Chile’s senate has postponed for almost three weeks a vote on an opposition-sponsored bill that could hike taxes on miners by up to 75% depending on the price of copper, the country’s main export.
The bill, first introduced in 2018, calls for a 3% royalty on sales of over 12,000 tonnes of copper production a year and 50,000 tonnes of lithium a year.
Half the funds obtained from the royalty would go into a regional convergence fund to finance regional and communal development projects. The other half would directly finance projects to mitigate, compensate or repair the environmental impact from mining activity in communities near mining projects.
The legislation, which faces multiple procedural hurdles, could risk some 1 million tonnes of annual copper output, representing around 4% of global production, Goldman Sachs said in May.
The bank noted that more than half of the foreign-owned copper mines in Chile have tax stability agreements that expire in 2023, limiting immediate exposure to the bill’s eventual passage. But future mine development would be in jeopardy.
Chile’s current tax regime for miners includes corporate tax of 27% and a special tax or royalty of up to 14% on operating profits depending on production rates. Below 50,000 tonnes of copper a year, miners pay 9%.
The mining and energy committee has been discussing the bill for seven weeks and has not set a date for the vote. The proposal was already accepted by the lower house.

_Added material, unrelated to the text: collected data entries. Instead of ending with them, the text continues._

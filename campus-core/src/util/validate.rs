use serde_json::Value;
use thiserror::Error;

const MAX_NAME_LEN: usize = 200;

// Members of the GeoJSON `type` that are accepted as geometry
const GEOJSON_TYPES: &[&str] = &[
    "Point",
    "MultiPoint",
    "LineString",
    "MultiLineString",
    "Polygon",
    "MultiPolygon",
    "GeometryCollection",
    "Feature",
    "FeatureCollection",
];

pub fn is_valid_name(name: &str) -> bool {
    let trimmed = name.trim();
    !trimmed.is_empty() && trimmed.chars().count() <= MAX_NAME_LEN
}

pub fn is_valid_actor_name(actor: &str) -> bool {
    !actor.trim().is_empty()
}

pub fn is_valid_image_url(url: &str) -> bool {
    let url = url.trim();
    !url.is_empty() && !url.chars().any(char::is_whitespace)
}

#[derive(Debug, Error, PartialEq, Eq)]
pub enum GeometryInvalidation {
    #[error("Not a JSON object")]
    NoObject,
    #[error("Missing or unsupported GeoJSON type")]
    Type,
}

pub fn geometry(geojson: &str) -> Result<(), GeometryInvalidation> {
    let value: Value = serde_json::from_str(geojson).map_err(|_| GeometryInvalidation::NoObject)?;
    let object = value.as_object().ok_or(GeometryInvalidation::NoObject)?;
    match object.get("type").and_then(Value::as_str) {
        Some(t) if GEOJSON_TYPES.contains(&t) => Ok(()),
        _ => Err(GeometryInvalidation::Type),
    }
}

#[cfg(test)]
mod tests {
    use super::*;

    #[test]
    fn valid_names() {
        assert!(is_valid_name("Biblioteca Central"));
        assert!(!is_valid_name("   "));
        assert!(!is_valid_name(&"x".repeat(MAX_NAME_LEN + 1)));
    }

    #[test]
    fn valid_geometries() {
        assert!(geometry(r#"{"type":"Point","coordinates":[-72.6,-38.7]}"#).is_ok());
        assert!(geometry(r#"{"type":"Feature","geometry":null,"properties":{}}"#).is_ok());
    }

    #[test]
    fn invalid_geometries() {
        assert_eq!(Err(GeometryInvalidation::NoObject), geometry("[1,2]"));
        assert_eq!(Err(GeometryInvalidation::NoObject), geometry("not json"));
        assert_eq!(Err(GeometryInvalidation::Type), geometry(r#"{"type":"Circle"}"#));
        assert_eq!(Err(GeometryInvalidation::Type), geometry(r#"{"coordinates":[]}"#));
    }

    #[test]
    fn image_urls() {
        assert!(is_valid_image_url("https://example.org/a.png"));
        assert!(!is_valid_image_url(""));
        assert!(!is_valid_image_url("https://example.org/a b.png"));
    }
}
use parking_lot::{Condvar, Mutex, MutexGuard};
use std::time::{Duration, Instant};

struct Entry<T> {
    fetched_at: Instant,
    value: T,
}

struct State<T> {
    entry: Option<Entry<T>>,
    fetching: bool,
    // Incremented on every invalidation to discard the
    // results of fetches that started before.
    generation: u64,
}

/// Caches a rarely changing catalog for a limited time.
///
/// Only a single fetch is in flight at any time. Concurrent
/// callers wait for its result instead of fetching again.
pub struct CatalogCache<T> {
    ttl: Duration,
    state: Mutex<State<T>>,
    fetched: Condvar,
}

impl<T: Clone> CatalogCache<T> {
    pub fn new(ttl: Duration) -> Self {
        Self {
            ttl,
            state: Mutex::new(State {
                entry: None,
                fetching: false,
                generation: 0,
            }),
            fetched: Condvar::new(),
        }
    }

    /// Returns the cached value or fetches a new one if the
    /// cached value has expired.
    pub fn get<F, E>(&self, fetch: F) -> Result<T, E>
    where
        F: FnOnce() -> Result<T, E>,
    {
        let mut state = self.state.lock();
        loop {
            if let Some(entry) = &state.entry {
                if entry.fetched_at.elapsed() < self.ttl {
                    return Ok(entry.value.clone());
                }
            }
            if !state.fetching {
                break;
            }
            self.fetched.wait(&mut state);
        }
        self.fetch_and_store(state, fetch)
    }

    /// Discards the cached value.
    pub fn invalidate(&self) {
        let mut state = self.state.lock();
        state.entry = None;
        state.generation += 1;
    }

    /// Replaces the cached value by a freshly fetched one.
    pub fn refetch<F, E>(&self, fetch: F) -> Result<T, E>
    where
        F: FnOnce() -> Result<T, E>,
    {
        self.invalidate();
        self.get(fetch)
    }

    fn fetch_and_store<F, E>(&self, mut state: MutexGuard<State<T>>, fetch: F) -> Result<T, E>
    where
        F: FnOnce() -> Result<T, E>,
    {
        state.fetching = true;
        let generation = state.generation;
        let result = MutexGuard::unlocked(&mut state, || {
            let mut guard = FetchGuard {
                cache: self,
                completed: false,
            };
            let result = fetch();
            guard.completed = true;
            result
        });
        state.fetching = false;
        match &result {
            Ok(value) if state.generation == generation => {
                state.entry = Some(Entry {
                    fetched_at: Instant::now(),
                    value: value.clone(),
                });
            }
            Ok(_) => {
                debug!("Discarding catalog that has been invalidated while fetching");
            }
            Err(_) => {
                debug!("Failed to fetch catalog");
            }
        }
        // Waiting callers either find the new value or
        // start the next fetch themselves.
        self.fetched.notify_all();
        result
    }
}

// Clears the fetching flag and wakes up all waiting callers
// if a fetch unwinds. Must be dropped while the mutex is unlocked.
struct FetchGuard<'a, T> {
    cache: &'a CatalogCache<T>,
    completed: bool,
}

impl<T> Drop for FetchGuard<'_, T> {
    fn drop(&mut self) {
        if self.completed {
            return;
        }
        warn!("Fetching the catalog panicked");
        self.cache.state.lock().fetching = false;
        self.cache.fetched.notify_all();
    }
}

#[cfg(test)]
mod tests {
    use super::*;
    use std::{
        sync::{
            atomic::{AtomicUsize, Ordering},
            Arc, Barrier,
        },
        thread,
    };

    const TTL: Duration = Duration::from_secs(300);

    #[test]
    fn fetch_once_within_ttl() {
        let cache = CatalogCache::new(TTL);
        let fetches = AtomicUsize::new(0);
        let fetch = || -> Result<_, ()> {
            fetches.fetch_add(1, Ordering::SeqCst);
            Ok(vec!["Aula"])
        };
        assert_eq!(vec!["Aula"], cache.get(fetch).unwrap());
        assert_eq!(vec!["Aula"], cache.get(fetch).unwrap());
        assert_eq!(1, fetches.load(Ordering::SeqCst));
    }

    #[test]
    fn fetch_again_after_expiration() {
        let cache = CatalogCache::new(Duration::ZERO);
        let fetches = AtomicUsize::new(0);
        let fetch = || -> Result<_, ()> { Ok(fetches.fetch_add(1, Ordering::SeqCst)) };
        assert_eq!(0, cache.get(fetch).unwrap());
        assert_eq!(1, cache.get(fetch).unwrap());
    }

    #[test]
    fn invalidate_forces_the_next_get_to_fetch() {
        let cache = CatalogCache::new(TTL);
        let fetches = AtomicUsize::new(0);
        let fetch = || -> Result<_, ()> { Ok(fetches.fetch_add(1, Ordering::SeqCst)) };
        assert_eq!(0, cache.get(fetch).unwrap());
        assert_eq!(0, cache.get(fetch).unwrap());
        cache.invalidate();
        assert_eq!(1, cache.get(fetch).unwrap());
        assert_eq!(2, cache.refetch(fetch).unwrap());
        assert_eq!(2, cache.get(fetch).unwrap());
    }

    #[test]
    fn failed_fetch_is_not_cached() {
        let cache = CatalogCache::new(TTL);
        assert_eq!(Err("offline"), cache.get(|| Err("offline")));
        assert_eq!(Ok(7), cache.get(|| Ok::<_, &str>(7)));
    }

    #[test]
    fn recover_from_panicking_fetch() {
        let cache = Arc::new(CatalogCache::new(TTL));
        let panicking = {
            let cache = Arc::clone(&cache);
            thread::spawn(move || cache.get(|| -> Result<u32, ()> { panic!("fetch failed") }))
        };
        assert!(panicking.join().is_err());
        assert_eq!(Ok(7), cache.get(|| Ok::<_, ()>(7)));
    }

    #[test]
    fn concurrent_callers_share_a_single_fetch() {
        const CALLERS: usize = 8;
        let cache = Arc::new(CatalogCache::new(TTL));
        let fetches = Arc::new(AtomicUsize::new(0));
        let barrier = Arc::new(Barrier::new(CALLERS));
        let handles: Vec<_> = (0..CALLERS)
            .map(|_| {
                let cache = Arc::clone(&cache);
                let fetches = Arc::clone(&fetches);
                let barrier = Arc::clone(&barrier);
                thread::spawn(move || {
                    barrier.wait();
                    cache.get(|| -> Result<_, ()> {
                        fetches.fetch_add(1, Ordering::SeqCst);
                        thread::sleep(Duration::from_millis(50));
                        Ok(vec![1, 2, 3])
                    })
                })
            })
            .collect();
        for handle in handles {
            assert_eq!(Ok(vec![1, 2, 3]), handle.join().unwrap());
        }
        assert_eq!(1, fetches.load(Ordering::SeqCst));
    }
}
use crate::{id::*, location::GeographicLocation};

#[derive(Debug, Clone, PartialEq, Eq)]
pub struct Route {
    pub id: RouteId,
    pub name: String,
    pub campus_id: CampusId,
    pub route_type_id: Option<RouteTypeId>,
    pub location: GeographicLocation,
    // Membership only, the order is not significant
    pub place_ids: Vec<PlaceId>,
}

impl Route {
    pub fn contains_place(&self, place_id: PlaceId) -> bool {
        self.place_ids.contains(&place_id)
    }
}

Proponents argue that provincial governments do not receive enough compensation for the extraction of mineral resources and that the new taxes will change that. Mining representatives and analysts, in turn, warn the proposed law would drive away new investments and some mining operations and expansions would become economically unviable.
If the royalty bill does get through the senate, Sebastian Piñera’s administration is likely to block its passage via the constitutional court. Ruling coalition lawmakers laid the groundwork for taking the bill to court by presenting a so-called constitutional reservation.
Chile, the world’s top copper producer, holds about 52% of the world’s known lithium reserves. The nation aims at making the white metal its second-largest mining asset. Lithium is currently the country’s fourth-biggest overall export.